What is total peripheral resistance? Which type of vessel is mostly responsible?
How is it possible for TPR to remain constant even though blood flow through some organs in increased
by arteriolar dilation?
Which homeostatic mechanisms operate to regulate blood pressure over seconds to hours? over the long
term?
Where are baroreceptors located and what stimulates them?

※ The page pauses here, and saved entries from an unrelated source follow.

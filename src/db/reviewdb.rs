use async_trait::async_trait;
use uuid::Uuid;

use super::db::DBClient;
use crate::models::jobmodel::{Report, ReportReason, Review};

const REVIEW_COLUMNS: &str = r#"
    id, job_id, proposal_id, reviewer_id, reviewee_id, rating, text, created_at
"#;

#[derive(Debug, sqlx::FromRow)]
pub struct RatingSummary {
    pub average_rating: Option<f64>,
    pub review_count: i64,
}

#[async_trait]
pub trait ReviewExt {
    async fn create_review(
        &self,
        job_id: Uuid,
        proposal_id: Uuid,
        reviewer_id: Uuid,
        reviewee_id: Uuid,
        rating: i32,
        text: String,
    ) -> Result<Review, sqlx::Error>;

    async fn get_review_by_job_and_reviewer(
        &self,
        job_id: Uuid,
        reviewer_id: Uuid,
    ) -> Result<Option<Review>, sqlx::Error>;

    async fn get_reviews_for_user(&self, reviewee_id: Uuid) -> Result<Vec<Review>, sqlx::Error>;

    async fn get_rating_summary(&self, reviewee_id: Uuid) -> Result<RatingSummary, sqlx::Error>;

    async fn create_report(
        &self,
        reporter_id: Uuid,
        reported_user_id: Uuid,
        reason: ReportReason,
        description: Option<String>,
    ) -> Result<Report, sqlx::Error>;
}

#[async_trait]
impl ReviewExt for DBClient {
    async fn create_review(
        &self,
        job_id: Uuid,
        proposal_id: Uuid,
        reviewer_id: Uuid,
        reviewee_id: Uuid,
        rating: i32,
        text: String,
    ) -> Result<Review, sqlx::Error> {
        let query = format!(
            r#"
            INSERT INTO reviews (job_id, proposal_id, reviewer_id, reviewee_id, rating, text)
            VALUES ($1, $2, $3, $4, $5, $6)
            RETURNING {REVIEW_COLUMNS}
            "#
        );

        sqlx::query_as::<_, Review>(&query)
            .bind(job_id)
            .bind(proposal_id)
            .bind(reviewer_id)
            .bind(reviewee_id)
            .bind(rating)
            .bind(text)
            .fetch_one(&self.pool)
            .await
    }

    async fn get_review_by_job_and_reviewer(
        &self,
        job_id: Uuid,
        reviewer_id: Uuid,
    ) -> Result<Option<Review>, sqlx::Error> {
        let query = format!(
            "SELECT {REVIEW_COLUMNS} FROM reviews WHERE job_id = $1 AND reviewer_id = $2"
        );

        sqlx::query_as::<_, Review>(&query)
            .bind(job_id)
            .bind(reviewer_id)
            .fetch_optional(&self.pool)
            .await
    }

    async fn get_reviews_for_user(&self, reviewee_id: Uuid) -> Result<Vec<Review>, sqlx::Error> {
        let query = format!(
            "SELECT {REVIEW_COLUMNS} FROM reviews WHERE reviewee_id = $1 ORDER BY created_at DESC"
        );

        sqlx::query_as::<_, Review>(&query)
            .bind(reviewee_id)
            .fetch_all(&self.pool)
            .await
    }

    async fn get_rating_summary(&self, reviewee_id: Uuid) -> Result<RatingSummary, sqlx::Error> {
        sqlx::query_as::<_, RatingSummary>(
            r#"
            SELECT AVG(rating)::FLOAT8 as average_rating, COUNT(*) as review_count
            FROM reviews
            WHERE reviewee_id = $1
            "#,
        )
        .bind(reviewee_id)
        .fetch_one(&self.pool)
        .await
    }

    async fn create_report(
        &self,
        reporter_id: Uuid,
        reported_user_id: Uuid,
        reason: ReportReason,
        description: Option<String>,
    ) -> Result<Report, sqlx::Error> {
        sqlx::query_as::<_, Report>(
            r#"
            INSERT INTO reports (reporter_id, reported_user_id, reason, description)
            VALUES ($1, $2, $3, $4)
            RETURNING id, reporter_id, reported_user_id, reason, description, created_at
            "#,
        )
        .bind(reporter_id)
        .bind(reported_user_id)
        .bind(reason)
        .bind(description)
        .fetch_one(&self.pool)
        .await
    }
}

What happens to sympathetic activity and parasympathetic outflow when the baroreceptors are activated
by an increase in the stretch of the vessel wall?
What happens to sympathetic activity and parasympathetic outflow when the baroreceptors experience a
decrease in the stretch of the vessel wall?
Which hormones are secreted in response to a decrease in mean arterial pressure?
List the events that follow a reduction of blood pressure as with hemorrhage. How is cardiac output and
total peripheral resistance affected?
How does hemorrhage affect: peripheral veins, venous pressure, venous return, end diastolic volume,
arteriolar diameter, hematocrit, blood viscosity, plasma volumecardiac contractility, and heart rate?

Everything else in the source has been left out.